By Paul Taylor of Mountain Scene

Leave in the middle of a race? No, says a banged up Steve Gurney.
Leave in the middle of a race? No, says a banged up Steve Gurney.

Queenstown-based multisport legend Steve Gurney never quits - not even after going to hospital mid-race with suspected broken bones.

The nine-time Coast to Coast winner had a nasty crash in the middle of Queenstown's Bike Festival's Tour de Wakatipu on Saturday and was taken to Lakes District Hospital for X-rays.

But that didn't stop a banged-up Gurney getting back in the saddle within hours of smashing up his body and bike to finish the event.

Gurney rode the remaining 20 kilometres of the 45km elite race and finished - long after all the other competitors had gone home.

"My keys were at the finish line and I had no money or cell phone, so there was nothing for it but to jump back on my bike," a modest Gurney told Mountain Scene.

"But also I hate pulling out of events. I have not pulled out of one event in the 25 years I've been racing, so thought, 'Damn it, I'm going to finish this thing'."

The Queenstown-based athlete was taken to the Frankton-based hospital by ambulance after crashing into a bollard on the course's Queenstown Trails Trust track at Lake Hayes.

Gurney suffered a suspected broken wrist, torn knee ligaments and damaged groin but was given the all-clear after X-rays. He had his bike fixed at a local shop.

"It was one of the bollards supposed to keep cars off the track," Gurney said.

"Are they really necessary? Even recreational riders hit them.

"I was doing about 50km/h in the bunch. Normally road bikers point out there's an obstacle in front but that didn't happen.

"I'd like to see what solutions there are to those bollards because they're a bit dangerous."

Gurney said the small wood posts were difficult to see and suggested they be removed and replaced by signs or taller obstacles - "possibly even fake trees".

"I'd hate to see fluoro paint blighting the landscape. I want it to look natural but also want people to be safe."

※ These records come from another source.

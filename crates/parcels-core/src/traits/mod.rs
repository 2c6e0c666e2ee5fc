//! Core traits for the parcels aggregator
//!
//! This module defines the abstract interfaces that all implementations must follow.
//!
//! - [`TrackingSource`]: Fetch and parse one carrier's tracking data
//! - [`HistoryStore`]: Append-biased history of raw responses

pub mod history_store;
pub mod tracking_source;

pub use history_store::HistoryStore;
pub use tracking_source::TrackingSource;
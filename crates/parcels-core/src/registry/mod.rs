//! Tracking source registry
//!
//! The registry is the fixed universe of sources a deployment aggregates
//! over. It is built once at startup and handed to the aggregator, which
//! iterates it in registration order; that order is also the order of
//! lookup results.
//!
//! ## Usage
//!
//! ```rust,ignore
//! use parcels_core::SourceRegistry;
//!
//! let mut registry = SourceRegistry::new();
//! registry.register(Arc::new(CainiaoSource::new()))?;
//!
//! // Or, from a plugin crate:
//! parcels_source_cainiao::register(&mut registry)?;
//! ```

use crate::error::{Error, Result};
use crate::model::SourceName;
use crate::traits::TrackingSource;
use std::sync::Arc;

/// Ordered set of tracking sources keyed by name
///
/// Lookups are linear; deployments register a handful of sources.
#[derive(Default, Clone)]
pub struct SourceRegistry {
    sources: Vec<(SourceName, Arc<dyn TrackingSource>)>,
}

impl SourceRegistry {
    /// Create a new empty registry
    pub fn new() -> Self {
        Self::default()
    }

    /// Register a source under its own name
    ///
    /// # Returns
    ///
    /// - `Ok(())`: Registered
    /// - `Err(Error::Config)`: A source with the same name is already registered
    pub fn register(&mut self, source: Arc<dyn TrackingSource>) -> Result<()> {
        let name = source.source_name();
        self.register_as(name, source)
    }

    /// Register a source under an explicit name
    pub fn register_as(
        &mut self,
        name: impl Into<SourceName>,
        source: Arc<dyn TrackingSource>,
    ) -> Result<()> {
        let name = name.into();
        if self.contains(name.as_str()) {
            return Err(Error::config(format!(
                "Tracking source already registered: {}",
                name
            )));
        }
        self.sources.push((name, source));
        Ok(())
    }

    /// Get a source by name
    pub fn get(&self, name: &str) -> Option<&Arc<dyn TrackingSource>> {
        self.sources
            .iter()
            .find(|(registered, _)| registered.as_str() == name)
            .map(|(_, source)| source)
    }

    /// Check if a source is registered
    pub fn contains(&self, name: &str) -> bool {
        self.get(name).is_some()
    }

    /// Registered names, in registration order
    pub fn names(&self) -> Vec<SourceName> {
        self.sources.iter().map(|(name, _)| name.clone()).collect()
    }

    /// Iterate over (name, source) pairs in registration order
    pub fn iter(&self) -> impl Iterator<Item = (&SourceName, &Arc<dyn TrackingSource>)> {
        self.sources.iter().map(|(name, source)| (name, source))
    }

    pub fn len(&self) -> usize {
        self.sources.len()
    }

    pub fn is_empty(&self) -> bool {
        self.sources.is_empty()
    }
}

impl std::fmt::Debug for SourceRegistry {
    fn fmt(&self, f: &mut std::fmt::Formatter<'_>) -> std::fmt::Result {
        f.debug_list()
            .entries(self.sources.iter().map(|(name, _)| name))
            .finish()
    }
}
//! Architectural Contract Test: Delivered Short-Circuit
//!
//! This test verifies that a parcel known to be delivered is never fetched
//! again.
//!
//! Constraints verified:
//! - Cached delivered info suppresses every fetch, even for unknown sources
//! - The delivered event fires exactly once per lookup
//! - All cached parses are still returned, in registry order
//!
//! If this test fails, delivered parcels keep costing upstream calls.

mod common;

use chrono::TimeDelta;
use common::*;
use parcels_core::{AggregatorConfig, AggregatorEvent, ManualClock, ResponseStatus};

#[tokio::test]
async fn delivered_parcel_is_never_fetched() {
    let first = ScriptedSource::new("first");
    let delivered = ScriptedSource::new("delivered");
    let stale = ScriptedSource::new("stale");
    let unseen = ScriptedSource::new("unseen");

    let history = RecordingHistoryStore::new();
    let long_ago = t0() - TimeDelta::days(10);
    history
        .seed(stored_response("first", ResponseStatus::Success, "ACCEPTED", long_ago))
        .await;
    history
        .seed(stored_response(
            "delivered",
            ResponseStatus::Success,
            "ACCEPTED,DELIVERED",
            long_ago,
        ))
        .await;
    history
        .seed(stored_response("stale", ResponseStatus::Success, "ACCEPTED", long_ago))
        .await;

    let (aggregator, mut events) = aggregator(
        &[first.clone(), delivered.clone(), stale.clone(), unseen.clone()],
        history.clone(),
        ManualClock::new(t0()),
        AggregatorConfig::default(),
    );

    let result = aggregator.get_tracking_info(TRACKING_NUMBER).await.unwrap();

    for source in [&first, &delivered, &stale, &unseen] {
        assert_eq!(source.fetch_call_count(), 0);
    }
    assert_eq!(history.insert_call_count(), 0);
    assert_eq!(history.update_call_count(), 0);

    assert_eq!(source_names(&result), vec!["first", "delivered", "stale"]);
    assert!(result[1].is_delivered());
    assert!(result.iter().all(|info| info.last_fetched_at == long_ago));

    let events = drain_events(&mut events);
    let delivered_events = events
        .iter()
        .filter(|event| matches!(event, AggregatorEvent::ParcelDelivered { .. }))
        .count();
    assert_eq!(delivered_events, 1);
    assert!(
        !events
            .iter()
            .any(|event| matches!(event, AggregatorEvent::SourceHit { .. }))
    );
}

#[tokio::test]
async fn delivery_seen_in_fetch_is_served_then_short_circuits() {
    let api1 = ScriptedSource::new("api1");
    api1.respond(ResponseStatus::Success, "ACCEPTED,DELIVERED");
    let history = RecordingHistoryStore::new();
    let clock = ManualClock::new(t0());

    let (aggregator, mut events) = aggregator(
        &[api1.clone()],
        history.clone(),
        clock.clone(),
        AggregatorConfig::default(),
    );

    let result = aggregator.get_tracking_info(TRACKING_NUMBER).await.unwrap();
    assert!(result[0].is_delivered());
    assert_eq!(api1.fetch_call_count(), 1);
    // Delivery discovered by a fetch is not a short-circuit
    assert!(
        !drain_events(&mut events)
            .iter()
            .any(|event| matches!(event, AggregatorEvent::ParcelDelivered { .. }))
    );

    // Long after every interval, still no fetch
    clock.advance(TimeDelta::days(30));
    let result = aggregator.get_tracking_info(TRACKING_NUMBER).await.unwrap();
    assert_eq!(api1.fetch_call_count(), 1);
    assert_eq!(result.len(), 1);
    assert_eq!(
        drain_events(&mut events),
        vec![AggregatorEvent::ParcelDelivered {
            tracking_number: TRACKING_NUMBER.to_string(),
        }]
    );
}

#[tokio::test]
async fn delivered_history_past_expiry_still_short_circuits() {
    let api1 = ScriptedSource::new("api1");
    let history = RecordingHistoryStore::new();
    history
        .seed(stored_response(
            "api1",
            ResponseStatus::Success,
            "DELIVERED",
            t0() - TimeDelta::days(365),
        ))
        .await;

    let (aggregator, _events) = aggregator(
        &[api1.clone()],
        history.clone(),
        ManualClock::new(t0()),
        AggregatorConfig::default(),
    );

    let result = aggregator.get_tracking_info(TRACKING_NUMBER).await.unwrap();
    assert_eq!(api1.fetch_call_count(), 0);
    assert_eq!(result.len(), 1);
}
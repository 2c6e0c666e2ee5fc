// # SQLite History Store
//
// This crate provides a SQLite implementation of the HistoryStore trait for
// the parcels aggregator.
//
// ## Schema
//
// One table, one row per distinct response body per (tracking number,
// source). Rows are never deleted. The schema is created on open.
//
// ```sql
// CREATE TABLE tracking_responses (
//     id               INTEGER PRIMARY KEY AUTOINCREMENT,
//     source_name      TEXT    NOT NULL,
//     tracking_number  TEXT    NOT NULL,
//     first_fetched_at INTEGER NOT NULL,  -- ns since Unix epoch, UTC
//     last_fetched_at  INTEGER NOT NULL,  -- ns since Unix epoch, UTC
//     response_body    BLOB    NOT NULL,
//     status           TEXT    NOT NULL
// );
// ```
//
// Timestamps are stored as integer nanoseconds so a stored response reads
// back exactly as it was written.

use async_trait::async_trait;
use chrono::{DateTime, Utc};
use parcels_core::{Error, HistoryStore, RawResponse, ResponseStatus, Result, SourceName};
use sqlx::sqlite::{
    SqliteConnectOptions, SqliteJournalMode, SqlitePool, SqlitePoolOptions, SqliteRow,
};
use sqlx::Row;
use std::path::Path;
use std::time::Duration;
use tracing::{debug, info};

const CREATE_TABLE: &str = r#"
CREATE TABLE IF NOT EXISTS tracking_responses (
    id               INTEGER PRIMARY KEY AUTOINCREMENT,
    source_name      TEXT    NOT NULL,
    tracking_number  TEXT    NOT NULL,
    first_fetched_at INTEGER NOT NULL,
    last_fetched_at  INTEGER NOT NULL,
    response_body    BLOB    NOT NULL,
    status           TEXT    NOT NULL
)
"#;

const CREATE_INDEX: &str = r#"
CREATE INDEX IF NOT EXISTS idx_tracking_responses_latest
    ON tracking_responses (tracking_number, source_name, last_fetched_at)
"#;

const SELECT_LATEST: &str = r#"
SELECT id, source_name, tracking_number, first_fetched_at, last_fetched_at, response_body, status
  FROM tracking_responses
 WHERE tracking_number = ? AND source_name = ?
 ORDER BY last_fetched_at DESC, id DESC
 LIMIT 1
"#;

/// SQLite-backed history store
#[derive(Debug, Clone)]
pub struct SqliteHistoryStore {
    pool: SqlitePool,
}

impl SqliteHistoryStore {
    /// Open (or create) a database file and make sure the schema exists
    pub async fn open<P: AsRef<Path>>(path: P) -> Result<Self> {
        let path = path.as_ref();
        let options = SqliteConnectOptions::new()
            .filename(path)
            .create_if_missing(true)
            .journal_mode(SqliteJournalMode::Wal)
            .busy_timeout(Duration::from_secs(5));

        let pool = SqlitePoolOptions::new()
            .max_connections(4)
            .connect_with(options)
            .await
            .map_err(|e| {
                Error::history_store(format!("Failed to open {}: {}", path.display(), e))
            })?;

        info!("Opened SQLite history store at {}", path.display());
        Self::from_pool(pool).await
    }

    /// Private in-memory database (tests, throwaway runs)
    pub async fn in_memory() -> Result<Self> {
        // Every in-memory connection is its own database
        let pool = SqlitePoolOptions::new()
            .max_connections(1)
            .connect("sqlite::memory:")
            .await
            .map_err(|e| {
                Error::history_store(format!("Failed to open in-memory database: {}", e))
            })?;

        Self::from_pool(pool).await
    }

    /// Wrap an existing pool, creating the schema if needed
    pub async fn from_pool(pool: SqlitePool) -> Result<Self> {
        for statement in [CREATE_TABLE, CREATE_INDEX] {
            sqlx::query(statement)
                .execute(&pool)
                .await
                .map_err(|e| Error::history_store(format!("Failed to create schema: {}", e)))?;
        }
        Ok(Self { pool })
    }

    /// Total number of stored rows
    pub async fn count(&self) -> Result<i64> {
        sqlx::query_scalar("SELECT COUNT(*) FROM tracking_responses")
            .fetch_one(&self.pool)
            .await
            .map_err(|e| Error::history_store(format!("Failed to count rows: {}", e)))
    }

    pub async fn close(&self) {
        self.pool.close().await;
    }
}

#[async_trait]
impl HistoryStore for SqliteHistoryStore {
    async fn get_latest(
        &self,
        tracking_number: &str,
        source_names: &[SourceName],
    ) -> Result<Vec<RawResponse>> {
        let mut latest = Vec::with_capacity(source_names.len());

        for source_name in source_names {
            let row = sqlx::query(SELECT_LATEST)
                .bind(tracking_number)
                .bind(source_name.as_str())
                .fetch_optional(&self.pool)
                .await
                .map_err(|e| {
                    Error::history_store(format!(
                        "Failed to load latest {} response: {}",
                        source_name, e
                    ))
                })?;

            if let Some(row) = row {
                latest.push(from_row(&row)?);
            }
        }

        debug!(tracking_number, rows = latest.len(), "Loaded latest responses");
        Ok(latest)
    }

    async fn insert(
        &self,
        tracking_number: &str,
        source_name: &SourceName,
        response: &RawResponse,
    ) -> Result<()> {
        sqlx::query(
            r#"
            INSERT INTO tracking_responses
                (source_name, tracking_number, first_fetched_at, last_fetched_at, response_body, status)
            VALUES (?, ?, ?, ?, ?, ?)
            "#,
        )
        .bind(source_name.as_str())
        .bind(tracking_number)
        .bind(to_nanos(response.first_fetched_at)?)
        .bind(to_nanos(response.last_fetched_at)?)
        .bind(response.body.as_slice())
        .bind(response.status.as_str())
        .execute(&self.pool)
        .await
        .map_err(|e| Error::history_store(format!("Failed to insert response: {}", e)))?;

        Ok(())
    }

    async fn update(&self, response: &RawResponse) -> Result<()> {
        let id = response
            .id
            .ok_or_else(|| Error::history_store("Cannot update a response without an id"))?;

        let result = sqlx::query(
            r#"
            UPDATE tracking_responses
               SET source_name = ?,
                   tracking_number = ?,
                   first_fetched_at = ?,
                   last_fetched_at = ?,
                   response_body = ?,
                   status = ?
             WHERE id = ?
            "#,
        )
        .bind(response.source_name.as_str())
        .bind(response.tracking_number.as_str())
        .bind(to_nanos(response.first_fetched_at)?)
        .bind(to_nanos(response.last_fetched_at)?)
        .bind(response.body.as_slice())
        .bind(response.status.as_str())
        .bind(id)
        .execute(&self.pool)
        .await
        .map_err(|e| Error::history_store(format!("Failed to update response {}: {}", id, e)))?;

        if result.rows_affected() == 0 {
            return Err(Error::not_found(format!("History row {}", id)));
        }
        Ok(())
    }
}

fn to_nanos(time: DateTime<Utc>) -> Result<i64> {
    time.timestamp_nanos_opt()
        .ok_or_else(|| Error::history_store(format!("Timestamp out of range: {}", time)))
}

fn from_nanos(nanos: i64) -> Result<DateTime<Utc>> {
    let secs = nanos.div_euclid(1_000_000_000);
    let subsec = nanos.rem_euclid(1_000_000_000) as u32;
    DateTime::from_timestamp(secs, subsec)
        .ok_or_else(|| Error::history_store(format!("Stored timestamp out of range: {}", nanos)))
}

fn from_row(row: &SqliteRow) -> Result<RawResponse> {
    let column = |e: sqlx::Error| Error::history_store(format!("Malformed history row: {}", e));

    let status: String = row.try_get("status").map_err(column)?;
    let status = ResponseStatus::parse(&status)
        .ok_or_else(|| Error::history_store(format!("Unknown stored status: {}", status)))?;
    let source_name: String = row.try_get("source_name").map_err(column)?;

    Ok(RawResponse {
        id: Some(row.try_get("id").map_err(column)?),
        tracking_number: row.try_get("tracking_number").map_err(column)?,
        source_name: SourceName::from(source_name),
        first_fetched_at: from_nanos(row.try_get("first_fetched_at").map_err(column)?)?,
        last_fetched_at: from_nanos(row.try_get("last_fetched_at").map_err(column)?)?,
        body: row.try_get("response_body").map_err(column)?,
        status,
    })
}
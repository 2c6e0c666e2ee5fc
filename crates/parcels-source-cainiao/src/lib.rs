// # Cainiao Tracking Source
//
// This crate provides a Cainiao (global.cainiao.com) tracking source for the
// parcels aggregator.
//
// ## Behavior
//
// - ✅ One HTTP GET per fetch, bounded by the lookup deadline
// - ✅ Every failure encoded in the response status, never raised
// - ✅ Cainiao's "200 with an empty detail list" recognized as not found
// - ✅ Action codes mapped onto the shared tracking status vocabulary
// - ❌ NO retry logic (one bounded attempt per lookup)
// - ❌ NO caching (history is owned by the aggregator)
//
// ## Status Mapping
//
// | Outcome                          | ResponseStatus      |
// |----------------------------------|---------------------|
// | Transport error / timeout        | UnknownError        |
// | HTTP 404                         | NotFound            |
// | HTTP 429                         | RateLimitExceeded   |
// | Other non-200                    | UnknownError        |
// | 200 with `"detailList":[]`       | NotFound            |
// | 200 otherwise                    | Success             |
//
// ## API Reference
//
// - Detail: GET `/global/detail.json?mailNos=:tracking_number&lang=en-US`

use async_trait::async_trait;
use chrono::{DateTime, Utc};
use parcels_core::model::{
    RawResponse, ResponseStatus, SourceName, TrackingEvent, TrackingInfo, TrackingStatus,
};
use parcels_core::{Error, Result, SourceRegistry, TrackingSource};
use serde::Deserialize;
use std::sync::Arc;
use tokio::time::Instant;
use tracing::{debug, warn};

/// Registry name of this source
pub const SOURCE_NAME: &str = "cainiao";

/// Cainiao API base URL
pub const CAINIAO_API_BASE: &str = "https://global.cainiao.com";

/// Marker of a tracking number Cainiao knows nothing about
const EMPTY_DETAIL_LIST: &[u8] = br#""detailList":[]"#;

/// Cainiao tracking source
#[derive(Debug, Clone)]
pub struct CainiaoSource {
    base_url: String,
    client: reqwest::Client,
}

impl CainiaoSource {
    /// Create a source talking to the public Cainiao API
    pub fn new() -> Result<Self> {
        Self::with_base_url(CAINIAO_API_BASE)
    }

    /// Create a source talking to another endpoint (mirrors, tests)
    pub fn with_base_url(base_url: impl Into<String>) -> Result<Self> {
        let client = reqwest::Client::builder()
            .user_agent(concat!("parcels/", env!("CARGO_PKG_VERSION")))
            .build()
            .map_err(|e| {
                Error::source_error(SOURCE_NAME, format!("Failed to build HTTP client: {}", e))
            })?;

        Ok(Self {
            base_url: base_url.into().trim_end_matches('/').to_string(),
            client,
        })
    }

    fn detail_url(&self) -> String {
        format!("{}/global/detail.json", self.base_url)
    }

    fn response(
        &self,
        tracking_number: &str,
        status: ResponseStatus,
        body: Vec<u8>,
    ) -> RawResponse {
        RawResponse::new(tracking_number, self.source_name(), status, body)
    }
}

#[async_trait]
impl TrackingSource for CainiaoSource {
    async fn fetch(&self, tracking_number: &str, deadline: Instant) -> RawResponse {
        let remaining = deadline.saturating_duration_since(Instant::now());
        if remaining.is_zero() {
            debug!(tracking_number, "Deadline already passed, not fetching");
            return self.response(tracking_number, ResponseStatus::UnknownError, Vec::new());
        }

        let request = self
            .client
            .get(self.detail_url())
            .query(&[("mailNos", tracking_number), ("lang", "en-US")])
            .timeout(remaining);

        let response = match request.send().await {
            Ok(response) => response,
            Err(e) => {
                warn!(tracking_number, "Cainiao request failed: {}", e);
                return self.response(tracking_number, ResponseStatus::UnknownError, Vec::new());
            }
        };

        let http_status = response.status().as_u16();
        let body = match response.bytes().await {
            Ok(bytes) => Some(bytes.to_vec()),
            Err(e) => {
                warn!(tracking_number, "Failed to read Cainiao response body: {}", e);
                None
            }
        };

        let (status, body) = classify(http_status, body);
        debug!(tracking_number, http_status, %status, "Cainiao fetch finished");
        self.response(tracking_number, status, body)
    }

    fn parse(&self, response: &RawResponse) -> Result<TrackingInfo> {
        let parsed: DetailResponse = serde_json::from_slice(&response.body)
            .map_err(|e| Error::parse(SOURCE_NAME, format!("Invalid JSON: {}", e)))?;

        let [module] = parsed.module.as_slice() else {
            return Err(Error::parse(
                SOURCE_NAME,
                format!("Expected exactly one module, got {}", parsed.module.len()),
            ));
        };

        let events = module
            .detail_list
            .iter()
            .map(Detail::to_event)
            .collect::<Result<Vec<_>>>()?;

        Ok(TrackingInfo {
            tracking_number: response.tracking_number.clone(),
            source_name: response.source_name.clone(),
            last_fetched_at: response.last_fetched_at,
            origin_country: module.origin_country.clone(),
            destination_country: module.dest_country.clone(),
            events,
        })
    }

    fn source_name(&self) -> SourceName {
        SourceName::from(SOURCE_NAME)
    }
}

/// Register a Cainiao source talking to the public API
pub fn register(registry: &mut SourceRegistry) -> Result<()> {
    registry.register(Arc::new(CainiaoSource::new()?))
}

/// Map an HTTP outcome onto a response status and stored body
///
/// `body` is `None` when reading it failed.
pub fn classify(http_status: u16, body: Option<Vec<u8>>) -> (ResponseStatus, Vec<u8>) {
    match (http_status, body) {
        (404, body) => (ResponseStatus::NotFound, body.unwrap_or_default()),
        (429, body) => (ResponseStatus::RateLimitExceeded, body.unwrap_or_default()),
        (200, None) => (ResponseStatus::UnknownError, Vec::new()),
        (200, Some(body)) => {
            if contains(&body, EMPTY_DETAIL_LIST) {
                (ResponseStatus::NotFound, body)
            } else {
                (ResponseStatus::Success, body)
            }
        }
        (_, body) => (ResponseStatus::UnknownError, body.unwrap_or_default()),
    }
}

fn contains(haystack: &[u8], needle: &[u8]) -> bool {
    haystack.windows(needle.len()).any(|window| window == needle)
}

/// Map a Cainiao action code onto the normalized tracking status
pub fn map_action_code(action_code: &str) -> TrackingStatus {
    match action_code {
        "GWMS_ACCEPT" => TrackingStatus::ShipmentInfoReceived,
        "GWMS_PACKAGE" => TrackingStatus::PackagingComplete,
        "GWMS_OUTBOUND" => TrackingStatus::DispatchedFromWarehouse,
        "WMS_CONFIRMED" => TrackingStatus::WmsConfirmed,
        "SC_INBOUND_SUCCESS" => TrackingStatus::ArrivedAtSortingCenter,
        "PU_PICKUP_SUCCESS" => TrackingStatus::AcceptedByCarrier,
        "SC_OUTBOUND_SUCCESS" => TrackingStatus::DepartedFromSortingCenter,
        "LH_HO_IN_SUCCESS" => TrackingStatus::ArrivedAtDepartureHub,
        "TRANSIT_PORT_REROUTE_CALLBACK" => TrackingStatus::TransitPortReroute,
        "CC_EX_START" => TrackingStatus::ExportCustomsClearanceStarted,
        "CC_EX_SUCCESS" => TrackingStatus::ExportCustomsClearanceSuccess,
        "LH_HO_AIRLINE" => TrackingStatus::LeavingDepartureRegion,
        "CC_IM_START" => TrackingStatus::ImportCustomsClearanceStarted,
        "LH_DEPART" => TrackingStatus::DepartedOriginRegion,
        "LH_ARRIVE" => TrackingStatus::ArrivedAtLinehaulOffice,
        "CC_HO_IN_SUCCESS" | "CUSTOMS_ARRIVED_IN_AREA_CALLBACK" => TrackingStatus::ArrivedAtCustoms,
        "CC_HO_OUT_SUCCESS" => TrackingStatus::DepartedFromCustoms,
        "CC_IM_SUCCESS" => TrackingStatus::ImportCustomsClearanceSuccess,
        "GTMS_SIGNED" | "SIGNED" | "DELIVERED" => TrackingStatus::Delivered,
        _ => TrackingStatus::Unknown,
    }
}

/// `/global/detail.json` response (only the fields we use)
#[derive(Debug, Deserialize)]
struct DetailResponse {
    #[serde(default)]
    module: Vec<Module>,
}

#[derive(Debug, Deserialize)]
#[serde(rename_all = "camelCase")]
struct Module {
    #[serde(default)]
    origin_country: String,
    #[serde(default)]
    dest_country: String,
    #[serde(default)]
    detail_list: Vec<Detail>,
}

#[derive(Debug, Deserialize)]
#[serde(rename_all = "camelCase")]
struct Detail {
    /// Milliseconds since the Unix epoch (missing reads as the epoch)
    #[serde(default)]
    time: i64,
    #[serde(default)]
    desc: String,
    /// Sic: Cainiao's spelling
    #[serde(default)]
    standerd_desc: String,
    #[serde(default)]
    action_code: String,
}

impl Detail {
    fn to_event(&self) -> Result<TrackingEvent> {
        let time: DateTime<Utc> = DateTime::from_timestamp(self.time.div_euclid(1000), 0)
            .ok_or_else(|| {
                Error::parse(SOURCE_NAME, format!("Event time out of range: {}", self.time))
            })?;

        let description = if self.standerd_desc.is_empty() {
            self.desc.clone()
        } else {
            self.standerd_desc.clone()
        };

        Ok(TrackingEvent {
            time,
            description,
            status: map_action_code(&self.action_code),
        })
    }
}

Festival director Geoff Hunt says one option would be to place traffic cones on the bollards during races but Queenstown lawyer and keen cyclist Tom Pryde says he'll be on to the Queenstown Trails Trust urging them to remove the bollards.

Hunt was at the finish line at Chard Farm, packing down the event as Gurney - a longtime friend - completed the course.

Gurney, who was sitting gingerly on his saddle, holding on with one hand and mostly pedalling with one leg, says of a relieved Hunt: "He looked overjoyed - probably the happiest I've ever seen him."

Hunt adds: "I was worried about him because the first report was a broken arm and leg - so when he cycled in I was very happy to see him. He's a bit nuts. Tough bugger."